■ WORK REQUEST ■
Among the records below, find each line bearing the word "SPRING" and copy it.

■ Collected data ■
Start of Block
//! `{{path.to.field}}` variable substitution for message content.
//!
//! Paths resolve against the execution context scope. Unresolved paths are
//! left as the literal token so a broken template is visible in the delivered
//! message instead of silently dropping content.

use crate::runtime::context::lookup_path;
use regex::Regex;
use serde_json::Value;
use std::sync::OnceLock;

fn placeholder_pattern() -> &'static Regex {
    static PATTERN: OnceLock<Regex> = OnceLock::new();
    PATTERN.get_or_init(|| {
        Regex::new(r"\{\{\s*([A-Za-z_][A-Za-z0-9_.]*)\s*\}\}").expect("placeholder regex")
    })
}

/// Render a template against a JSON scope
pub fn render(template: &str, scope: &Value) -> String {
    placeholder_pattern()
        .replace_all(template, |caps: &regex::Captures<'_>| {
            let path = &caps[1];
            match lookup_path(scope, path) {
                Some(Value::String(s)) => s,
                Some(Value::Null) | None => caps[0].to_string(),
                Some(other) => other.to_string(),
            }
        })
        .into_owned()
}

#[cfg(test)]
mod tests {
    use super::*;
    use serde_json::json;

    #[test]
    fn substitutes_resolved_paths() {
        let scope = json!({"contact": {"first_name": "Ada", "visits": 3}});
        assert_eq!(
            render("Hi {{contact.first_name}}, visit #{{contact.visits}}!", &scope),
            "Hi Ada, visit #3!"
        );
    }

    #[test]
    fn unresolved_paths_stay_literal() {
        let scope = json!({"contact": {}});
        assert_eq!(
            render("Hi {{contact.first_name}}!", &scope),
            "Hi {{contact.first_name}}!"
        );
    }

    #[test]
    fn whitespace_inside_braces_is_tolerated() {
        let scope = json!({"variables": {"promo": "SPRING"}});
        assert_eq!(render("Code: {{ variables.promo }}", &scope), "Code: SPRING");
    }
}
//! Work queues decoupling step execution from the triggering call.
//!
//! Two entry points: immediate step execution (priority-ordered) and delayed
//! continuations produced by delay nodes. Both are accept-and-enqueue,
//! fire-and-forget from the engine's perspective; the trait seam lets a
//! deployment swap in an external queue service.

use crate::error::{EngineError, EngineResult};
use crate::runtime::engine::ExecutionEngine;
use crate::workflow::types::NodeType;
use async_trait::async_trait;
use std::cmp::Ordering as CmpOrdering;
use std::collections::BinaryHeap;
use std::sync::atomic::{AtomicU64, Ordering};
use std::sync::{Arc, Weak};
use std::time::Duration;
use tokio::sync::{Mutex, Notify};
use tokio::task::JoinHandle;

/// Immediate step-execution job
#[derive(Debug, Clone, PartialEq, Eq)]
pub struct StepJob {
    pub execution_id: String,
    pub step_id: String,
    pub workflow_id: String,
    pub priority: u8,
}

/// Delayed continuation job produced by a delay node
#[derive(Debug, Clone)]
pub struct DelayedStepJob {
    pub execution_id: String,
    pub step_id: String,
    pub workflow_id: String,
    pub contact_id: String,
    pub delay: Duration,
}

/// Queue priority derived from the target node's type: message sends first,
/// then conditions, delays last
pub fn step_priority(node_type: NodeType) -> u8 {
    match node_type {
        NodeType::MessageSend => 3,
        NodeType::Condition => 2,
        NodeType::Delay => 0,
        NodeType::Trigger | NodeType::Generic => 1,
    }
}

/// Work queue contract consumed by the engine
#[async_trait]
pub trait WorkQueue: Send + Sync {
    async fn enqueue(&self, job: StepJob) -> EngineResult<()>;
    async fn enqueue_delayed(&self, job: DelayedStepJob) -> EngineResult<()>;
    /// Whether any queued job still belongs to the execution
    async fn has_pending(&self, execution_id: &str) -> bool;
}

#[derive(Debug, Eq, PartialEq)]
struct QueuedJob {
    job: StepJob,
    seq: u64,
}

impl Ord for QueuedJob {
    fn cmp(&self, other: &Self) -> CmpOrdering {
        // Higher priority first; FIFO within a priority
        self.job
            .priority
            .cmp(&other.job.priority)
            .then(other.seq.cmp(&self.seq))
    }
}

impl PartialOrd for QueuedJob {
    fn partial_cmp(&self, other: &Self) -> Option<CmpOrdering> {
        Some(self.cmp(other))
    }
}

/// In-process priority queue with a single consumer task
///
/// Step failures surface to the consumer, get logged, and stay recorded on
/// the step row; sibling branches already enqueued keep running.
pub struct InProcessQueue {
    heap: Mutex<BinaryHeap<QueuedJob>>,
    notify: Notify,
    seq: AtomicU64,
    worker: Mutex<Option<JoinHandle<()>>>,
    // Set at start(); delayed continuation tasks upgrade this to keep the
    // queue alive for the length of their sleep
    handle: Mutex<Weak<InProcessQueue>>,
}

impl Default for InProcessQueue {
    fn default() -> Self {
        Self::new()
    }
}

impl InProcessQueue {
    pub fn new() -> Self {
        Self {
            heap: Mutex::new(BinaryHeap::new()),
            notify: Notify::new(),
            seq: AtomicU64::new(0),
            worker: Mutex::new(None),
            handle: Mutex::new(Weak::new()),
        }
    }

    /// Spawn the consumer loop. Call once during service startup.
    pub async fn start(self: &Arc<Self>, engine: Arc<ExecutionEngine>) {
        *self.handle.lock().await = Arc::downgrade(self);

        let queue = Arc::clone(self);
        let handle = tokio::spawn(async move {
            loop {
                let next = queue.heap.lock().await.pop();
                match next {
                    Some(queued) => {
                        let job = queued.job;
                        tracing::debug!(
                            execution_id = %job.execution_id,
                            step_id = %job.step_id,
                            priority = job.priority,
                            "dequeued step job"
                        );
                        if let Err(e) = engine.execute_step(&job.execution_id, &job.step_id).await
                        {
                            tracing::warn!(
                                execution_id = %job.execution_id,
                                step_id = %job.step_id,
                                "step execution failed: {e}"
                            );
                        }
                    }
                    None => queue.notify.notified().await,
                }
            }
        });
        *self.worker.lock().await = Some(handle);
    }

    /// Abort the consumer loop
    pub async fn stop(&self) {
        if let Some(handle) = self.worker.lock().await.take() {
            handle.abort();
        }
    }

    async fn push(&self, job: StepJob) {
        let seq = self.seq.fetch_add(1, Ordering::Relaxed);
        self.heap.lock().await.push(QueuedJob { job, seq });
        self.notify.notify_one();
    }
}

#[async_trait]
impl WorkQueue for InProcessQueue {
    async fn enqueue(&self, job: StepJob) -> EngineResult<()> {
        self.push(job).await;
        Ok(())
    }

    async fn enqueue_delayed(&self, job: DelayedStepJob) -> EngineResult<()> {
        let queue = self.handle.lock().await.upgrade().ok_or_else(|| {
            EngineError::QueueClosed("delayed continuation enqueued before queue start".to_string())
        })?;

        let step = StepJob {
            execution_id: job.execution_id.clone(),
            step_id: job.step_id.clone(),
            workflow_id: job.workflow_id.clone(),
            // Resumed steps continue at condition-level priority
            priority: 2,
        };

        tracing::info!(
            execution_id = %job.execution_id,
            step_id = %job.step_id,
            contact_id = %job.contact_id,
            delay = ?job.delay,
            "⏰ scheduled delayed continuation"
        );

        tokio::spawn(async move {
            tokio::time::sleep(job.delay).await;
            queue.push(step).await;
        });

        Ok(())
    }

    async fn has_pending(&self, execution_id: &str) -> bool {
        self.heap
            .lock()
            .await
            .iter()
            .any(|queued| queued.job.execution_id == execution_id)
    }
}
End of Block
■ REPLY ■
        let scope = json!({"variables": {"promo": "SPRING"}});
        assert_eq!(render("Code: {{ variables.promo }}", &scope), "Code: SPRING");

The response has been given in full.